### Task brief
Line count for "writer": tally the lines of the records below that contain it, and give only that number.

== Data provided ==

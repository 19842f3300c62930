//! Integration tests for the change-compacted store lifecycle.
//!
//! These exercise compaction, persistence across reopen, timestamp ordering
//! under clamping, and reader isolation against a live writer.

use std::sync::Arc;
use std::sync::atomic::{AtomicBool, Ordering};
use std::thread;
use std::time::Duration;

use chrono::{NaiveDateTime, TimeDelta};
use tempfile::tempdir;
use tidemark::error::{RecordError, TidemarkError};
use tidemark::query::parse_timestamp;
use tidemark::store::{InsertOutcome, LevelStore, StoreOptions};

fn base_time() -> NaiveDateTime {
    parse_timestamp("2024-06-01 08:00:00").unwrap()
}

#[test]
fn test_compaction_row_count() {
    let temp_dir = tempdir().unwrap();
    let mut store =
        LevelStore::open(temp_dir.path().join("data.db"), StoreOptions::default()).unwrap();

    let levels = [1.2, 1.2, 1.2, 1.5, 1.5, 2.0, 2.0, 2.0, 1.2];
    let mut changes = 0;
    for (i, level) in (0i64..).zip(levels) {
        let ts = base_time() + TimeDelta::minutes(10 * i);
        let outcome = store.insert_measurement(level, level * 20.0, ts).unwrap();
        if matches!(outcome, InsertOutcome::Transition { .. }) {
            changes += 1;
        }
    }

    assert_eq!(changes, 3);
    assert_eq!(store.count().unwrap(), 1 + 2 * changes);

    // No two consecutive run starts share a level
    let rows = store.all().unwrap();
    let starts: Vec<f64> = rows
        .iter()
        .enumerate()
        .filter(|(i, _)| i % 2 == 0)
        .map(|(_, r)| r.level)
        .collect();
    assert_eq!(starts, vec![1.2, 1.5, 2.0, 1.2]);
    assert!(starts.windows(2).all(|w| w[0] != w[1]));
}

#[test]
fn test_repeated_level_adds_no_rows() {
    let temp_dir = tempdir().unwrap();
    let mut store =
        LevelStore::open(temp_dir.path().join("data.db"), StoreOptions::default()).unwrap();

    assert_eq!(
        store.insert_measurement(1.553, 33.703, base_time()).unwrap(),
        InsertOutcome::First
    );
    for i in 1..=50 {
        let ts = base_time() + TimeDelta::minutes(2 * i);
        assert_eq!(
            store.insert_measurement(1.553, 33.703, ts).unwrap(),
            InsertOutcome::Unchanged
        );
    }

    assert_eq!(store.count().unwrap(), 1);
}

#[test]
fn test_transition_writes_backdated_boundary() {
    let temp_dir = tempdir().unwrap();
    let mut store =
        LevelStore::open(temp_dir.path().join("data.db"), StoreOptions::default()).unwrap();

    let t0 = base_time();
    let t1 = t0 + TimeDelta::hours(3);
    store.insert_measurement(1.553, 33.703, t0).unwrap();
    let outcome = store.insert_measurement(2.333, 48.918, t1).unwrap();

    assert_eq!(
        outcome,
        InsertOutcome::Transition {
            boundary: t1 - TimeDelta::minutes(1),
            clamped: false,
        }
    );

    let rows = store.all().unwrap();
    assert_eq!(rows.len(), 3);
    assert_eq!(rows[1].timestamp, t1 - TimeDelta::minutes(1));
    assert_eq!(rows[1].level, 1.553);
    assert_eq!(rows[1].volume, 33.703);
    assert_eq!(rows[2].timestamp, t1);
    assert_eq!(rows[2].level, 2.333);
    assert!(rows[0].id < rows[1].id && rows[1].id < rows[2].id);
}

#[test]
fn test_timestamps_strictly_increase_under_clamping() {
    let temp_dir = tempdir().unwrap();
    let options = StoreOptions {
        boundary_offset: Duration::from_secs(600),
        ..StoreOptions::default()
    };
    let mut store = LevelStore::open(temp_dir.path().join("data.db"), options).unwrap();

    // Every change arrives well inside the ten-minute offset
    let mut clamped = 0;
    for i in 0..20 {
        let ts = base_time() + TimeDelta::seconds(30 * i);
        #[allow(clippy::cast_precision_loss)]
        let level = (i % 3) as f64;
        if let InsertOutcome::Transition { clamped: true, .. } =
            store.insert_measurement(level, level, ts).unwrap()
        {
            clamped += 1;
        }
    }
    assert_eq!(clamped, 19);

    let rows = store.all().unwrap();
    assert!(
        rows.windows(2).all(|w| w[0].timestamp < w[1].timestamp),
        "persisted timestamps must strictly increase"
    );

    // Rows by id order match rows by time order
    let mut by_id = rows.clone();
    by_id.sort_by_key(|r| r.id);
    assert_eq!(by_id, rows);
}

#[test]
fn test_non_monotonic_transition_writes_nothing() {
    let temp_dir = tempdir().unwrap();
    let mut store =
        LevelStore::open(temp_dir.path().join("data.db"), StoreOptions::default()).unwrap();

    store.insert_measurement(1.0, 10.0, base_time()).unwrap();

    // Clock stepped backwards
    let err = store
        .insert_measurement(2.0, 20.0, base_time() - TimeDelta::minutes(5))
        .unwrap_err();
    assert!(matches!(
        err,
        TidemarkError::Record(RecordError::NonMonotonic { .. })
    ));
    assert_eq!(store.count().unwrap(), 1);

    // Store still accepts later measurements
    store
        .insert_measurement(2.0, 20.0, base_time() + TimeDelta::minutes(5))
        .unwrap();
    assert_eq!(store.count().unwrap(), 3);
}

#[test]
fn test_reopen_continues_last_run() {
    let temp_dir = tempdir().unwrap();
    let path = temp_dir.path().join("data.db");

    {
        let mut store = LevelStore::open(&path, StoreOptions::default()).unwrap();
        store.insert_measurement(1.0, 10.0, base_time()).unwrap();
    }

    let mut store = LevelStore::open(&path, StoreOptions::default()).unwrap();
    assert_eq!(
        store
            .insert_measurement(1.0, 10.0, base_time() + TimeDelta::hours(1))
            .unwrap(),
        InsertOutcome::Unchanged
    );
    assert!(matches!(
        store
            .insert_measurement(1.1, 11.0, base_time() + TimeDelta::hours(2))
            .unwrap(),
        InsertOutcome::Transition { .. }
    ));
    assert_eq!(store.count().unwrap(), 3);

    let latest = store.latest().unwrap().unwrap();
    assert_eq!(latest.level, 1.1);
}

#[test]
fn test_read_only_store_sees_writes() {
    let temp_dir = tempdir().unwrap();
    let path = temp_dir.path().join("data.db");

    let mut writer = LevelStore::open(&path, StoreOptions::default()).unwrap();
    writer.insert_measurement(1.0, 10.0, base_time()).unwrap();

    let reader = LevelStore::open_read_only(&path).unwrap();
    assert_eq!(reader.count().unwrap(), 1);

    writer
        .insert_measurement(2.0, 20.0, base_time() + TimeDelta::hours(1))
        .unwrap();
    assert_eq!(reader.count().unwrap(), 3);

    // Readers cannot write
    let mut reader = reader;
    assert!(
        reader
            .insert_measurement(3.0, 30.0, base_time() + TimeDelta::hours(2))
            .is_err()
    );
}

#[test]
fn test_concurrent_reader_never_sees_half_a_pair() {
    let temp_dir = tempdir().unwrap();
    let path = temp_dir.path().join("data.db");

    let mut writer = LevelStore::open(&path, StoreOptions::default()).unwrap();
    writer.insert_measurement(0.0, 0.0, base_time()).unwrap();

    let done = Arc::new(AtomicBool::new(false));
    let reader_done = Arc::clone(&done);
    let reader_path = path.clone();
    let reader = thread::spawn(move || {
        let reader = LevelStore::open_read_only(&reader_path).unwrap();
        let mut observations = 0;
        loop {
            let count = reader.count().unwrap();
            assert_eq!(count % 2, 1, "observed {count} rows: a transition was split");
            observations += 1;
            if reader_done.load(Ordering::Relaxed) {
                return observations;
            }
        }
    });

    for i in 1..=200 {
        let ts = base_time() + TimeDelta::minutes(10 * i);
        #[allow(clippy::cast_precision_loss)]
        let level = (i % 2) as f64;
        writer.insert_measurement(level, level, ts).unwrap();
    }
    done.store(true, Ordering::Relaxed);

    let observations = reader.join().unwrap();
    assert!(observations > 0);
    assert_eq!(writer.count().unwrap(), 401);
}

===

### Solution
8